The Financial Review should be read in conjunction with the consolidated
financial statements of the Company and Ilika Technologies Limited (together
the 'Group') and the notes below. The consolidated financial statements are
presented under international accounting standards in conformity with the
requirements of the Companies Act 2006. The financial statements of the
Company continue to be prepared in accordance with International Financial
Reporting Standards in conformity with the requirements of the Companies Act
2006 and are set out on below

 

Statement of Comprehensive Income

 

Turnover

Turnover, all from continuing activities, for the year ended 30(th) April 2023
was £0.7m (2022: £0.5m). This includes £0.7m of grant income recognised
from four projects that the Company has in progress with Innovate UK (2022:
£0.4m from seven programmes).

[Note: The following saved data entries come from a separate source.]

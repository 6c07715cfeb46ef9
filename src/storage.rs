use crate::errors::{HabitError, HabitResult};
use crate::metrics;
use crate::models::{Habit, HabitId};
use async_trait::async_trait;
use chrono::NaiveDate;
use std::collections::BTreeSet;
use std::{env, path::Path, path::PathBuf};
use tokio::fs;
use tracing::warn;

/// Durable storage for the habit collection.
///
/// Two implementations exist: [`LocalStore`] keeps the full array in one
/// JSON file slot, [`crate::remote::RemoteStore`] speaks the HTTP wire
/// contract. The engine drives both through the same four calls.
#[async_trait]
pub trait HabitStore: Send + Sync {
    /// Reads the full collection. A store that does not exist yet is the
    /// empty collection; a store that exists but cannot be decoded is an
    /// error, never empty.
    async fn load(&self) -> HabitResult<Vec<Habit>>;

    /// Persists a newly created habit and returns the stored record. The
    /// returned record is authoritative: a remote backend assigns its own
    /// id and creation instant.
    async fn save(&self, habit: &Habit) -> HabitResult<Habit>;

    /// Removes the habit with the given id.
    async fn remove(&self, id: HabitId) -> HabitResult<()>;

    /// Records that `day` was flipped in the habit's completion set and
    /// that the set now equals `completions`. The local slot serializes the
    /// set; the remote service is told to flip its own current day.
    async fn update(
        &self,
        id: HabitId,
        day: NaiveDate,
        completions: &BTreeSet<NaiveDate>,
    ) -> HabitResult<()>;

    /// Whether the engine should reload the full collection after a
    /// mutation instead of trusting its in-memory patch.
    fn refetch_after_write(&self) -> bool {
        false
    }
}

/// Clamp applied to every record crossing the persistence boundary:
/// completion days outside `[creation day, today]` are discarded.
pub(crate) fn clamp_loaded(habits: &mut [Habit], today: NaiveDate) {
    for habit in habits {
        let dropped = habit.retain_window(today);
        if dropped > 0 {
            warn!(
                "dropped {dropped} out-of-range completion day(s) for habit {}",
                habit.id
            );
        }
    }
}

/// Same-device durable slot: the whole habit array serialized into one JSON
/// file. Operations never cross the network; failures are quota or
/// serialization problems.
pub struct LocalStore {
    path: PathBuf,
}

impl LocalStore {
    pub fn new(path: impl Into<PathBuf>) -> Self {
        Self { path: path.into() }
    }

    pub fn path(&self) -> &Path {
        &self.path
    }

    async fn read_all(&self) -> HabitResult<Vec<Habit>> {
        match fs::read(&self.path).await {
            Ok(bytes) => serde_json::from_slice(&bytes).map_err(HabitError::load),
            Err(err) if err.kind() == std::io::ErrorKind::NotFound => Ok(Vec::new()),
            Err(err) => Err(HabitError::load(err)),
        }
    }

    async fn write_all(&self, habits: &[Habit]) -> HabitResult<()> {
        let payload = serde_json::to_vec_pretty(habits).map_err(HabitError::storage)?;
        fs::write(&self.path, payload).await.map_err(HabitError::storage)?;
        Ok(())
    }
}

#[async_trait]
impl HabitStore for LocalStore {
    async fn load(&self) -> HabitResult<Vec<Habit>> {
        let mut habits = self.read_all().await?;
        clamp_loaded(&mut habits, metrics::today());
        Ok(habits)
    }

    async fn save(&self, habit: &Habit) -> HabitResult<Habit> {
        let mut habits = self.read_all().await?;
        habits.push(habit.clone());
        self.write_all(&habits).await?;
        Ok(habit.clone())
    }

    async fn remove(&self, id: HabitId) -> HabitResult<()> {
        let mut habits = self.read_all().await?;
        let before = habits.len();
        habits.retain(|habit| habit.id != id);
        if habits.len() == before {
            return Err(HabitError::NotFound(id));
        }
        self.write_all(&habits).await
    }

    async fn update(
        &self,
        id: HabitId,
        _day: NaiveDate,
        completions: &BTreeSet<NaiveDate>,
    ) -> HabitResult<()> {
        let mut habits = self.read_all().await?;
        let habit = habits
            .iter_mut()
            .find(|habit| habit.id == id)
            .ok_or(HabitError::NotFound(id))?;
        habit.completions = completions.clone();
        self.write_all(&habits).await
    }
}

pub fn resolve_data_path() -> PathBuf {
    env::var("APP_DATA_PATH")
        .map(PathBuf::from)
        .unwrap_or_else(|_| PathBuf::from("data/habits.json"))
}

Non-grant turnover in the year was £0.0m
(2022: £0.0m).

 

Other Operating Income

The Company has benefitted from Research & Development Expenditure Credit
(RDEC) of £0.1m (2022: £0m).

 

 

Administrative expenses and losses for the period

Administrative costs for the year increased from £8.0m in 2022 to £9.0m in
2023. While direct R&D expenditure has reduced to £4.1m (2022: £4.8m).
The inflationary environment in the UK over the last 12 months has contributed
to the increase in cost leading to the acceleration of Stereax licencing
through the Cirtec MoU. Staff costs increased from £4.7m in 2022 to £5.2m in
2023 associated with the increase in the average number of staff employed from
64 to 72 which reflects the increase in operational activities of the Stereax
FAB and scale up of Goliath development.

 

Development costs £1.0m of were capitalised in the year compared to £0.8m in
2022. The share-based payment charge increased slightly from £430k in 2022 to
£442k in 2023, due to an increased number of employees qualifying for the
Company's share option scheme.

 

The underlying level of loss that is measured by Earnings Before Interest,
Tax, Depreciation and Amortisation and Share-based payments (adjusted EBITDA)
shows an increase in loss from £6.4m in 2022 to £7.0m in 2023.

 

Statement of financial position and cash flows

At 30(th) April 2023, current assets amounted to £19.1m (2022: £26m),
including cash, cash equivalents and bank deposits of £15.9m (2022: £23.4m).

 

The principal elements of the £7.5m decrease in net funds were:

·      Operating cash outflow of £7.0m (2022: £6.4m)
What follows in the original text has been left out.